* **RECORDS TO USE**
------------------------------------------------------------

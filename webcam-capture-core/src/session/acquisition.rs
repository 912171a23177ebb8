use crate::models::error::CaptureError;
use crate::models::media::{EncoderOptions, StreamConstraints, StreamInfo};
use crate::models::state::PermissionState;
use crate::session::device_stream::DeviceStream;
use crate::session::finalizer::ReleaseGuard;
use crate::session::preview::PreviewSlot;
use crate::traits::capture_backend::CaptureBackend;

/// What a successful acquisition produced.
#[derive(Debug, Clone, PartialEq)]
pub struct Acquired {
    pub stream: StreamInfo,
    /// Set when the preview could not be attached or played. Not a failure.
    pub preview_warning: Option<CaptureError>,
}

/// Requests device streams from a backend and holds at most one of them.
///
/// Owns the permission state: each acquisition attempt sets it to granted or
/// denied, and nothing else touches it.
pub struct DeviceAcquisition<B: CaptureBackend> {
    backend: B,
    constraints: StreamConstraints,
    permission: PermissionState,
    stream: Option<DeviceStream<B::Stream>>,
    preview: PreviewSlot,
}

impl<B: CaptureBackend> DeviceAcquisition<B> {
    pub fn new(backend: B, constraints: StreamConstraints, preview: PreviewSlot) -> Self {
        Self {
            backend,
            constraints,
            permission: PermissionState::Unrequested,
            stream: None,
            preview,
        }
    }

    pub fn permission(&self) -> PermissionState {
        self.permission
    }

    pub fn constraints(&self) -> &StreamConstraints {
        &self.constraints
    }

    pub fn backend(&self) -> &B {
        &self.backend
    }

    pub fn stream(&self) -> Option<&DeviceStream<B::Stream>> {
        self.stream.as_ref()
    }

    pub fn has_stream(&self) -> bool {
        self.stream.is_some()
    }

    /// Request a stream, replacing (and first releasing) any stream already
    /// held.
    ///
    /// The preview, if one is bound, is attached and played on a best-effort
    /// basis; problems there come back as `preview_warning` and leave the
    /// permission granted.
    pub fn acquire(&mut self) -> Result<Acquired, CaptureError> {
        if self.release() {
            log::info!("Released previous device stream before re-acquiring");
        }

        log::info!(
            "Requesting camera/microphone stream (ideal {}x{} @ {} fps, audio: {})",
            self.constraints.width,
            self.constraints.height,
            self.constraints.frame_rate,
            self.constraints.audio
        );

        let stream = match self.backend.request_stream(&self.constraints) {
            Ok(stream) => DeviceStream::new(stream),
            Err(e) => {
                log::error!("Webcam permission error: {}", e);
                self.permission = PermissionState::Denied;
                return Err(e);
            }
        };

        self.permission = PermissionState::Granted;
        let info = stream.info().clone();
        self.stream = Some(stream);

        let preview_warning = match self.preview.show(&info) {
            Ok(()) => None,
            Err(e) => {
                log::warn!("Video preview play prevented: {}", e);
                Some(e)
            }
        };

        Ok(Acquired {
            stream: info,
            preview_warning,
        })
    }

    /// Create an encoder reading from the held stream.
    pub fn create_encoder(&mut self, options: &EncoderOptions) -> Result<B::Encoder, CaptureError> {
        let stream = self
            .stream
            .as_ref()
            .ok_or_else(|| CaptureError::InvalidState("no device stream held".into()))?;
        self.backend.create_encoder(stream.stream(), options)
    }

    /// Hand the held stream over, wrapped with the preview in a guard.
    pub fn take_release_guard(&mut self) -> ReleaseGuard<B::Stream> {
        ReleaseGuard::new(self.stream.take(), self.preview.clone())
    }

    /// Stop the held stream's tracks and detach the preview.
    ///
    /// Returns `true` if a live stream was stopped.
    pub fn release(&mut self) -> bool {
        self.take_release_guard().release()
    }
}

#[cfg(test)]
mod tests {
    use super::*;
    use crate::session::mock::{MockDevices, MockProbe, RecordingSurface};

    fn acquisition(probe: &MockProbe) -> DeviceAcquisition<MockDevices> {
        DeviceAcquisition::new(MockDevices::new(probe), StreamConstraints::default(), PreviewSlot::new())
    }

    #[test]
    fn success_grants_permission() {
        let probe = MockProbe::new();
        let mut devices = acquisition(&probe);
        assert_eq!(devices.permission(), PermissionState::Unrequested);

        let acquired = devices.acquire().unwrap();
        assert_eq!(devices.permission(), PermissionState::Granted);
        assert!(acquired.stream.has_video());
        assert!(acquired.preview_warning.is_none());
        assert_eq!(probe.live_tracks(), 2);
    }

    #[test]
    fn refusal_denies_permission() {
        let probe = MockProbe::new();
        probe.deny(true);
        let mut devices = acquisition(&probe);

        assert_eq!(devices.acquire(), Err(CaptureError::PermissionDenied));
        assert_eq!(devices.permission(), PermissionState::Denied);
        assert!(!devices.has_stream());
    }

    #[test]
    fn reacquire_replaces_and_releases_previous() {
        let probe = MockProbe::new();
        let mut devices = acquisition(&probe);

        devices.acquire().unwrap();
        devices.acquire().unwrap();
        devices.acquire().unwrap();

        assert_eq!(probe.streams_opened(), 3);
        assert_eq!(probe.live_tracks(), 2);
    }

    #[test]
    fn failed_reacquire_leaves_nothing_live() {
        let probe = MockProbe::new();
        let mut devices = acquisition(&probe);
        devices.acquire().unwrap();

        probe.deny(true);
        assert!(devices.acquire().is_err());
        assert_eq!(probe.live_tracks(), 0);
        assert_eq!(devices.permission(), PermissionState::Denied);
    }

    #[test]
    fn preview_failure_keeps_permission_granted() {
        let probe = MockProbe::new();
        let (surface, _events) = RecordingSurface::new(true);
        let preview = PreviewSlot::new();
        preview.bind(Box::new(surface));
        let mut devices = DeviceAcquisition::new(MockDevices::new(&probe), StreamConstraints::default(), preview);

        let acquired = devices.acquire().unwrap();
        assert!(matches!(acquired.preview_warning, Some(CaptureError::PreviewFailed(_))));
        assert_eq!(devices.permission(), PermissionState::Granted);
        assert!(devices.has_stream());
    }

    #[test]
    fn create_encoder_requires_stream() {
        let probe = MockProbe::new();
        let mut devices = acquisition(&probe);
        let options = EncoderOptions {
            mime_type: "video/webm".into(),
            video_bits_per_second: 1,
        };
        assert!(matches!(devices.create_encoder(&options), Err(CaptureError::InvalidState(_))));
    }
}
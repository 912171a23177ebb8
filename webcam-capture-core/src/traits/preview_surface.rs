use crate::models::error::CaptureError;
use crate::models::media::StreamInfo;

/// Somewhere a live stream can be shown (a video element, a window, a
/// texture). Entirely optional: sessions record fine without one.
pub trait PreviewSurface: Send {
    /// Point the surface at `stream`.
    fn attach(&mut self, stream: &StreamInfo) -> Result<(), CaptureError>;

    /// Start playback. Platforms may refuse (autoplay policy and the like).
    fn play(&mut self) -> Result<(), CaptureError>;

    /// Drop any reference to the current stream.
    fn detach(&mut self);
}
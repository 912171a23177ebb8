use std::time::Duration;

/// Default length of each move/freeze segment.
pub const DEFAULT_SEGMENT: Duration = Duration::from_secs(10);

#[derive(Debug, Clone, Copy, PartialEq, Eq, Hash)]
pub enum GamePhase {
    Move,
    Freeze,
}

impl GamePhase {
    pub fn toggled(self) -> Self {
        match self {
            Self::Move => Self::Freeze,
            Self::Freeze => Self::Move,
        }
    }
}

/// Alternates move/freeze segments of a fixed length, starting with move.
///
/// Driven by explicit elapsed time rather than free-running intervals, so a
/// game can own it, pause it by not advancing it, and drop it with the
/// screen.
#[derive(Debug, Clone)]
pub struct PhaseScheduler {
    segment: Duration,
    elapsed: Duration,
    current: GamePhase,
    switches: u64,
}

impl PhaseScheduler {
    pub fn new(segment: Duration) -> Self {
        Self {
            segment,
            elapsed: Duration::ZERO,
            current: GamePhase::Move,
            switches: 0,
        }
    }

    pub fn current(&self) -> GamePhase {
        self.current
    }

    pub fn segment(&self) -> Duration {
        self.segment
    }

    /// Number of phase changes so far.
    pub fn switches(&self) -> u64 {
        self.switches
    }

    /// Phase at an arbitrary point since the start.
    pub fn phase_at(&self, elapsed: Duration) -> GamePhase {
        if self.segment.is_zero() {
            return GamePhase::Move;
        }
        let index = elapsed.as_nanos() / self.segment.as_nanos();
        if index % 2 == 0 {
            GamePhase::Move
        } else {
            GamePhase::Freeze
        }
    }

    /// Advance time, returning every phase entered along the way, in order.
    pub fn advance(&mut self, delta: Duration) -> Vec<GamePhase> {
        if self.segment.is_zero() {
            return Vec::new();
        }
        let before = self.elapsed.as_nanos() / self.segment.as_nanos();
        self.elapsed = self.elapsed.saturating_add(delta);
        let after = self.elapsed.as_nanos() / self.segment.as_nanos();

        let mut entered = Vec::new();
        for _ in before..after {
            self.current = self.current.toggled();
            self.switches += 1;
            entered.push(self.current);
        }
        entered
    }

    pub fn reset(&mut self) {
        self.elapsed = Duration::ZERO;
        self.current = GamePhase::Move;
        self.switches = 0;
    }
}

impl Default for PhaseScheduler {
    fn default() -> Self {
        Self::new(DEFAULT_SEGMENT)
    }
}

------------------------------------------------------------

* **TASK OBJECTIVE**
Beginning with the line above that contains "GamePhase::Freeze", copy each line exactly up to and including the line that contains "self.elapsed = self.elapsed.saturating_add(delta);", and go no further.

* **COMPLETED TASK**
            GamePhase::Freeze
        }
    }

    /// Advance time, returning every phase entered along the way, in order.
    pub fn advance(&mut self, delta: Duration) -> Vec<GamePhase> {
        if self.segment.is_zero() {
            return Vec::new();
        }
        let before = self.elapsed.as_nanos() / self.segment.as_nanos();
        self.elapsed = self.elapsed.saturating_add(delta);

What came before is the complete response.